ACTIVITY. Please copy each line of the data that includes the string "impl".

INFORMATION GIVEN.

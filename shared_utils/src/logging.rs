//! Logging Module
//!
//! Unified logging setup based on the tracing framework:
//! - Log files in the system temp directory (daily rotation)
//! - Cleanup of old log files beyond a configured count
//! - Structured records for external tool invocations
//!
//! # Examples
//!
//! ```no_run
//! use shared_utils::logging::{LogConfig, init_logging};
//! use tracing::{info, error};
//!
//! let config = LogConfig::default();
//! init_logging("my_program", config).expect("Failed to initialize logging");
//!
//! info!("Program started");
//! error!(error = "something went wrong", "Operation failed");
//! ```

use anyhow::{Context, Result};
use std::path::{Path, PathBuf};
use tracing::Level;
use tracing_appender::rolling::{RollingFileAppender, Rotation};
use tracing_subscriber::{fmt, layer::SubscriberExt, util::SubscriberInitExt, EnvFilter};

/// Logging configuration
#[derive(Debug, Clone)]
pub struct LogConfig {
    /// Directory for log files (defaults to the system temp directory)
    pub log_dir: PathBuf,
    /// Number of rotated log files to keep, default 5
    pub max_files: usize,
    /// Log level, default Info
    pub level: Level,
}

impl Default for LogConfig {
    fn default() -> Self {
        Self {
            log_dir: std::env::temp_dir(),
            max_files: 5,
            level: Level::INFO,
        }
    }
}

impl LogConfig {
    pub fn new() -> Self {
        Self::default()
    }

    pub fn with_log_dir<P: AsRef<Path>>(mut self, dir: P) -> Self {
        self.log_dir = dir.as_ref().to_path_buf();
        self
    }

    pub fn with_max_files(mut self, count: usize) -> Self {
        self.max_files = count;
        self
    }

    pub fn with_level(mut self, level: Level) -> Self {
        self.level = level;
        self
    }
}

/// Initialize the logging system.
///
/// Sets up tracing-subscriber with a daily-rolling file appender named
/// `{program_name}.log` in the configured directory, plus an ANSI stderr
/// layer. The filter comes from the environment when set, otherwise
/// `{program_name}={level}`.
pub fn init_logging(program_name: &str, config: LogConfig) -> Result<()> {
    std::fs::create_dir_all(&config.log_dir)
        .with_context(|| format!("Failed to create log directory: {:?}", config.log_dir))?;

    let log_file_name = format!("{}.log", program_name);
    let file_appender = RollingFileAppender::new(Rotation::DAILY, &config.log_dir, &log_file_name);

    let env_filter = EnvFilter::try_from_default_env()
        .unwrap_or_else(|_| EnvFilter::new(format!("{}={}", program_name, config.level)));

    // No ANSI codes in the file layer
    let file_layer = fmt::layer()
        .with_writer(file_appender)
        .with_ansi(false)
        .with_target(true)
        .with_thread_ids(true)
        .with_line_number(true);

    let stderr_layer = fmt::layer()
        .with_writer(std::io::stderr)
        .with_ansi(true)
        .with_target(false)
        .with_line_number(false);

    tracing_subscriber::registry()
        .with(env_filter)
        .with(file_layer)
        .with(stderr_layer)
        .init();

    tracing::info!(
        program = program_name,
        log_dir = ?config.log_dir,
        log_file = log_file_name,
        max_files = config.max_files,
        level = ?config.level,
        "Logging system initialized"
    );

    cleanup_old_logs(&config.log_dir, program_name, config.max_files)?;

    Ok(())
}

/// Remove old log files, keeping only the most recent `max_files`.
fn cleanup_old_logs(log_dir: &Path, program_name: &str, max_files: usize) -> Result<()> {
    use std::fs;

    let entries = fs::read_dir(log_dir)
        .with_context(|| format!("Failed to read log directory: {:?}", log_dir))?;

    let mut log_files: Vec<(PathBuf, std::time::SystemTime)> = Vec::new();

    for entry in entries {
        let entry = entry?;
        let path = entry.path();

        if !path.is_file() {
            continue;
        }

        if let Some(file_name) = path.file_name() {
            let file_name_str = file_name.to_string_lossy();
            if file_name_str.starts_with(program_name) && file_name_str.contains(".log") {
                if let Ok(metadata) = fs::metadata(&path) {
                    if let Ok(modified) = metadata.modified() {
                        log_files.push((path, modified));
                    }
                }
            }
        }
    }

    if log_files.len() > max_files {
        // Newest first
        log_files.sort_by(|a, b| b.1.cmp(&a.1));

        for (path, _) in log_files.iter().skip(max_files) {
            if let Err(e) = fs::remove_file(path) {
                tracing::warn!(
                    path = ?path,
                    error = %e,
                    "Failed to remove old log file"
                );
            } else {
                tracing::debug!(
                    path = ?path,
                    "Removed old log file"
                );
            }
        }
    }

    Ok(())
}

/// Record an external tool invocation.
///
/// Logs tool name, full command line, duration and exit status. Captured
/// output goes to the debug level on success and the error level on failure.
///
/// # Examples
///
/// ```no_run
/// use shared_utils::logging::log_external_tool;
/// use std::time::Duration;
///
/// log_external_tool(
///     "ffmpeg",
///     &["-i", "input.ts", "output.mp4"],
///     "ffmpeg output...",
///     Some(0),
///     Duration::from_secs(10),
/// );
/// ```
pub fn log_external_tool(
    tool_name: &str,
    args: &[&str],
    output: &str,
    exit_code: Option<i32>,
    duration: std::time::Duration,
) {
    let command = format!("{} {}", tool_name, args.join(" "));

    match exit_code {
        Some(0) => {
            tracing::info!(
                tool = tool_name,
                command = %command,
                duration_secs = duration.as_secs_f64(),
                exit_code = 0,
                "External tool completed successfully"
            );
            tracing::debug!(
                tool = tool_name,
                output = %output,
                "External tool output"
            );
        }
        Some(code) => {
            tracing::error!(
                tool = tool_name,
                command = %command,
                duration_secs = duration.as_secs_f64(),
                exit_code = code,
                output = %output,
                "External tool failed"
            );
        }
        None => {
            tracing::error!(
                tool = tool_name,
                command = %command,
                duration_secs = duration.as_secs_f64(),
                output = %output,
                "External tool terminated without exit code"
            );
        }
    }
}

#[cfg(test)]
mod tests {
    use super::*;
    use std::time::Duration;

    #[test]
    fn test_log_config_default() {
        let config = LogConfig::default();
        assert_eq!(config.max_files, 5);
        assert_eq!(config.level, Level::INFO);
        assert_eq!(config.log_dir, std::env::temp_dir());
    }

    #[test]
    fn test_log_config_builder() {
        let config = LogConfig::new()
            .with_log_dir("/tmp/test_logs")
            .with_max_files(3)
            .with_level(Level::DEBUG);

        assert_eq!(config.log_dir, PathBuf::from("/tmp/test_logs"));
        assert_eq!(config.max_files, 3);
        assert_eq!(config.level, Level::DEBUG);
    }

    #[test]
    fn test_cleanup_old_logs_keeps_newest() {
        let temp = tempfile::tempdir().unwrap();
        let dir = temp.path();

        for i in 0..4 {
            let path = dir.join(format!("prog.log.2026-01-0{}", i + 1));
            std::fs::write(&path, "log").unwrap();
            // Distinct mtimes so the sort order is deterministic
            std::thread::sleep(Duration::from_millis(20));
        }

        cleanup_old_logs(dir, "prog", 2).unwrap();

        let remaining: Vec<_> = std::fs::read_dir(dir)
            .unwrap()
            .filter_map(|e| e.ok())
            .map(|e| e.file_name().to_string_lossy().into_owned())
            .collect();

        assert_eq!(remaining.len(), 2);
        assert!(remaining.contains(&"prog.log.2026-01-03".to_string()));
        assert!(remaining.contains(&"prog.log.2026-01-04".to_string()));
    }

    #[test]
    fn test_cleanup_ignores_unrelated_files() {
        let temp = tempfile::tempdir().unwrap();
        let dir = temp.path();

        std::fs::write(dir.join("other.txt"), "x").unwrap();
        std::fs::write(dir.join("prog.log"), "x").unwrap();

        cleanup_old_logs(dir, "prog", 1).unwrap();

        assert!(dir.join("other.txt").exists());
        assert!(dir.join("prog.log").exists());
    }

    #[test]
    fn test_log_external_tool_no_panic() {
        log_external_tool(
            "ffprobe",
            &["-v", "error", "file.ts"],
            "output",
            Some(0),
            Duration::from_millis(50),
        );
        log_external_tool("ffmpeg", &["-i", "a.ts"], "stderr text", Some(1), Duration::ZERO);
        log_external_tool("ffmpeg", &[], "", None, Duration::ZERO);
    }
}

PROBLEM SOLUTION.
impl Default for LogConfig {
impl LogConfig {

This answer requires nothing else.